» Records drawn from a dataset
———

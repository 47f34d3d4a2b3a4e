//! # Screen Component
//!
//! A full view: a sidebar section on the left and a content grid on the
//! right. Every box is a `Tile`, so building a screen registers its tiles
//! with the navigation root and dropping it unregisters them.
//!
//! ```text
//! ┌──────────┐ Movies
//! │ Home     │ ┌────────┐ ┌────────┐ ┌────────┐
//! ├──────────┤ │ Dune   │ │ Heat   │ │ Alien  │
//! │ Movies   │ └────────┘ └────────┘ └────────┘
//! ├──────────┤ ┌────────┐ ┌────────┐
//! │ Settings │ │ Tenet  │ │ 4K ... │
//! └──────────┘ └────────┘ └────────┘
//! ```
//!
//! Sidebar tiles carry `row = i, col = 0`; grid tiles carry
//! `row = r, col = c + 1`, so grid hints line up across both sections.
//!
//! Activation never touches the view history directly. Tiles push a
//! `ScreenCommand` onto a shared queue and the event loop applies it once
//! the navigator has returned.

use std::cell::RefCell;
use std::collections::VecDeque;
use std::rc::Rc;

use ratatui::Frame;
use ratatui::layout::{Constraint, Layout, Rect};
use ratatui::style::{Modifier, Style};
use ratatui::text::Span;

use crate::core::registry::FocusRegistry;
use crate::tui::component::Component;
use crate::tui::components::tile::Tile;

pub const SIDEBAR_SECTION: &str = "sidebar";
pub const GRID_SECTION: &str = "grid";

const SIDEBAR_WIDTH: u16 = 16;
const SIDEBAR_TILE_HEIGHT: u16 = 3;
const GRID_TILE_HEIGHT: u16 = 5;

/// Something a tile asked the host to do.
#[derive(Debug, Clone, PartialEq, Eq)]
pub enum ScreenCommand {
    /// Push a view onto the history.
    Open(String),
    /// Show the detail overlay for an item.
    ShowDetail(String),
}

pub type CommandQueue = Rc<RefCell<VecDeque<ScreenCommand>>>;

/// (view, sidebar label)
const MENU: &[(&str, &str)] = &[
    ("home", "Home"),
    ("movies", "Movies"),
    ("shows", "Shows"),
    ("settings", "Settings"),
];

/// A grid entry: label and whether it can be focused.
type Item = (&'static str, bool);

fn catalog(view: &str) -> Option<(&'static str, Vec<Vec<Item>>)> {
    let rows: Vec<Vec<Item>> = match view {
        "home" => vec![
            vec![("Dune", true), ("Arrival", true), ("Blade Runner 2049", true)],
            vec![("Heat", true), ("Alien", true), ("Sicario", true)],
        ],
        "movies" => vec![
            vec![("Dune", true), ("Interstellar", true), ("Arrival", true), ("Tenet", true)],
            vec![("Alien", true), ("Heat", true), ("4K Remaster", false), ("Sicario", true)],
        ],
        "shows" => vec![
            vec![("Severance", true), ("Dark", true), ("Andor", true)],
            vec![("Succession", true), ("Fargo", true)],
        ],
        "settings" => vec![
            vec![("Display", true), ("Audio", true), ("Network", true)],
            vec![("About", true)],
        ],
        _ => return None,
    };
    let heading = match view {
        "home" => "Continue watching",
        "movies" => "Movies",
        "shows" => "Shows",
        _ => "Settings",
    };
    Some((heading, rows))
}

pub struct Screen {
    pub view: String,
    heading: String,
    sidebar: Vec<Tile>,
    rows: Vec<Vec<Tile>>,
}

impl Screen {
    /// Build and register every tile for `view`. Unknown views get a
    /// placeholder with a single "Go home" tile.
    pub fn build(view: &str, registry: &FocusRegistry, commands: &CommandQueue) -> Self {
        let sidebar = MENU
            .iter()
            .enumerate()
            .map(|(i, (target, label))| {
                let id = format!("nav-{target}");
                let target = target.to_string();
                let queue = Rc::clone(commands);
                Tile::attach(registry, &id, *label, |spec| {
                    spec.with_section(SIDEBAR_SECTION)
                        .with_grid(i as i32, 0)
                        .on_click(move || {
                            queue
                                .borrow_mut()
                                .push_back(ScreenCommand::Open(target.clone()))
                        })
                })
            })
            .collect();

        let (heading, items) = match catalog(view) {
            Some((heading, items)) => (heading.to_string(), items),
            None => (format!("'{view}' is empty"), vec![vec![("Go home", true)]]),
        };
        let known = catalog(view).is_some();

        let rows = items
            .iter()
            .enumerate()
            .map(|(r, row)| {
                row.iter()
                    .enumerate()
                    .map(|(c, (label, enabled))| {
                        let id = format!("{view}-{r}-{c}");
                        let command = if known {
                            ScreenCommand::ShowDetail(label.to_string())
                        } else {
                            ScreenCommand::Open("home".to_string())
                        };
                        let queue = Rc::clone(commands);
                        Tile::attach(registry, &id, *label, |spec| {
                            spec.with_section(GRID_SECTION)
                                .with_grid(r as i32, c as i32 + 1)
                                .with_disabled(!enabled)
                                .on_click(move || queue.borrow_mut().push_back(command.clone()))
                        })
                    })
                    .collect()
            })
            .collect();

        log::debug!("Built screen '{}'", view);
        Self {
            view: view.to_string(),
            heading,
            sidebar,
            rows,
        }
    }

    /// Where focus should land when this screen is first shown.
    pub fn initial_focus(&self) -> Option<String> {
        self.rows
            .iter()
            .flatten()
            .find(|t| !t.binding().is_disabled())
            .map(|t| t.id().to_string())
    }

    pub fn tiles(&self) -> impl Iterator<Item = &Tile> {
        self.sidebar.iter().chain(self.rows.iter().flatten())
    }

    pub fn hit_test(&self, col: u16, row: u16) -> Option<&Tile> {
        self.tiles().find(|t| t.contains(col, row))
    }
}

impl Component for Screen {
    fn render(&mut self, frame: &mut Frame, area: Rect) {
        use Constraint::{Length, Min};
        let [sidebar_area, _, content_area] =
            Layout::horizontal([Length(SIDEBAR_WIDTH), Length(1), Min(0)]).areas(area);

        let sidebar_rows =
            Layout::vertical(vec![Length(SIDEBAR_TILE_HEIGHT); self.sidebar.len()])
                .split(sidebar_area);
        for (tile, rect) in self.sidebar.iter_mut().zip(sidebar_rows.iter()) {
            tile.render(frame, *rect);
        }

        let [heading_area, grid_area] = Layout::vertical([Length(1), Min(0)]).areas(content_area);
        frame.render_widget(
            Span::styled(
                self.heading.as_str(),
                Style::default().add_modifier(Modifier::BOLD),
            ),
            heading_area,
        );

        // Same column widths on every row, so short rows stay aligned
        let columns = self.rows.iter().map(Vec::len).max().unwrap_or(1).max(1) as u32;
        let row_areas =
            Layout::vertical(vec![Length(GRID_TILE_HEIGHT); self.rows.len()]).split(grid_area);
        for (row, row_area) in self.rows.iter_mut().zip(row_areas.iter()) {
            let cells = Layout::horizontal(vec![Constraint::Ratio(1, columns); columns as usize])
                .spacing(1)
                .split(*row_area);
            for (tile, rect) in row.iter_mut().zip(cells.iter()) {
                tile.render(frame, *rect);
            }
        }
    }
}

———

» What you have to do
Taking every line of the records above into account, tally those that contain "onto" and give only the total.

» Response to this task
2